Idea:

Assume only few spoofing attacks

Synchronize clocks assuming all broadcast locations are correct

Estimate positions for messages based on sensor timestamps

Remove messages with high deviations between broadcast locations and estimated locations

Re-synchronize clocks and re-check broadcast locations

In [11]:
import pandas as pd
import numpy as np
import os
import re
import position_estimator
from collections import defaultdict
from tqdm import tqdm
import itertools

DATA_LOCATION = "D:/thesis_data/1hour_complete_22_01_10_05/"
DATA_LOCATION = "../raw_data/1hour/"

sensors = list()
sensors_rev = dict()
received = defaultdict(lambda: { "sensors": list() })

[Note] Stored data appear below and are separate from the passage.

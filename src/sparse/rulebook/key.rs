//! Structured rulebook cache keys

use crate::ops::ConvGeometry;
use std::fmt;
use std::sync::Arc;

/// Convolution mode of a rulebook
#[derive(Debug, Clone, Copy, PartialEq, Eq, Hash)]
pub enum ConvMode {
    /// Strided/padded convolution producing a new active-site set
    Regular,
    /// Output sites equal input sites; only existing neighbours pair up
    Submanifold,
    /// Reuses a cached forward rulebook with input and output swapped
    Inverse,
    /// Transposed (upsampling) convolution producing a new active-site set
    Transposed,
}

impl ConvMode {
    /// Returns the mode name for logs and error messages
    pub fn name(&self) -> &'static str {
        match self {
            ConvMode::Regular => "regular",
            ConvMode::Submanifold => "submanifold",
            ConvMode::Inverse => "inverse",
            ConvMode::Transposed => "transposed",
        }
    }

    /// Returns true if the mode creates output coordinates of its own
    pub fn creates_sites(&self) -> bool {
        matches!(self, ConvMode::Regular | ConvMode::Transposed)
    }
}

impl fmt::Display for ConvMode {
    fn fmt(&self, f: &mut fmt::Formatter<'_>) -> fmt::Result {
        write!(f, "{}", self.name())
    }
}

/// Cache key of a rulebook: user tag, geometry and mode
///
/// Two layers share a rulebook only when all three agree, so unrelated
/// layers that happen to reuse a tag with a different kernel never collide.
#[derive(Debug, Clone, PartialEq, Eq, Hash)]
pub struct RulebookKey {
    tag: Arc<str>,
    geometry: ConvGeometry,
    mode: ConvMode,
}

impl RulebookKey {
    /// Create a key
    pub fn new(tag: impl Into<Arc<str>>, geometry: ConvGeometry, mode: ConvMode) -> Self {
        Self {
            tag: tag.into(),
            geometry,
            mode,
        }
    }

    /// User tag
    pub fn tag(&self) -> &str {
        &self.tag
    }

    /// Convolution geometry
    pub fn geometry(&self) -> &ConvGeometry {
        &self.geometry
    }

    /// Convolution mode
    pub fn mode(&self) -> ConvMode {
        self.mode
    }

    /// Same tag and geometry under another mode
    pub fn with_mode(&self, mode: ConvMode) -> Self {
        Self {
            tag: Arc::clone(&self.tag),
            geometry: self.geometry.clone(),
            mode,
        }
    }
}

impl fmt::Display for RulebookKey {
    fn fmt(&self, f: &mut fmt::Formatter<'_>) -> fmt::Result {
        write!(
            f,
            "{}[{} k={:?} s={:?} p={:?} d={:?}]",
            self.tag,
            self.mode,
            self.geometry.kernel_size,
            self.geometry.stride,
            self.geometry.padding,
            self.geometry.dilation
        )
    }
}
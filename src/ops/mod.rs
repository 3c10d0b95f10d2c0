//! Sparse convolution operations
//!
//! Operations are defined as traits implemented by a runtime client.
//! The client carries the execution configuration (thread pool,
//! hash-grid policy); tensors carry data and the rulebook cache.
//!
//! ```text
//! CpuClient
//!   └── implements SparseConvOps<T>
//!         ├── sparse_conv, submanifold_conv   (forward, build or reuse rulebook)
//!         ├── inverse_conv, transposed_conv   (upsampling)
//!         ├── sparse_max_pool
//!         └── *_backward                      (gradients from a rulebook)
//! ```
//!
//! Geometry validation and output-shape arithmetic shared by all modes live
//! in [`conv_common`].

pub mod conv_common;
mod cpu;
mod traits;

pub use conv_common::ConvGeometry;
pub use traits::SparseConvOps;
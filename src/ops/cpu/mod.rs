//! CPU implementation of sparse operations.
//!
//! Operation traits are implemented for [`CpuClient`](crate::runtime::cpu::CpuClient)
//! here; the compute itself lives in `runtime::cpu::sparse`.

mod sparse_conv;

for file in tqdm(os.listdir(DATA_LOCATION)):
    assert re.match(r"^part-\d{5}$", file)
    with open(os.path.join(DATA_LOCATION, file), "r") as f:
        line = f.readline()
        if not line:
            continue
        assert line == "sensorType,sensorLatitude,sensorLongitude,sensorAltitude,timeAtServer,timeAtSensor,timestamp,rawMessage,sensorSerialNumber,RSSIPacket,RSSIPreamble,SNR,confidence\n"
        while (line := f.readline().strip()):
            sensorType,sensorLatitude,sensorLongitude,sensorAltitude,timeAtServer,timeAtSensor,timestamp,rawMessage,sensorSerialNumber,RSSIPacket,RSSIPreamble,SNR,confidence = line.split(',')
            
            if not position_estimator.is_relevant(rawMessage):
                continue

            if 'null' in [sensorLatitude, sensorLongitude, sensorAltitude, timeAtSensor]:
                continue
            
            sensorLatitude = float(sensorLatitude)
            sensorLongitude = float(sensorLongitude)
            sensorAltitude = float(sensorAltitude)
            timeAtSensor = float(timeAtSensor)

            if not (sensorLatitude and sensorLongitude):
                continue

            sensor = (sensorLatitude, sensorLongitude, sensorAltitude, sensorType)
            if sensor not in sensors_rev:
                sensors_rev[sensor] = len(sensors)
                sensors.append(sensor)

            if (timeAtSensor, sensors_rev[sensor]) not in received[rawMessage]["sensors"]:
                received[rawMessage]["sensors"].append((timeAtSensor, sensors_rev[sensor]))

            if not "pos" in received[rawMessage]:
                received[rawMessage]["pos"] = position_estimator.get_announced_pos(rawMessage, timeAtSensor)
    
    break # memory constraint

print("Sensors:", len(sensors))
print("Received Messages:", len(received))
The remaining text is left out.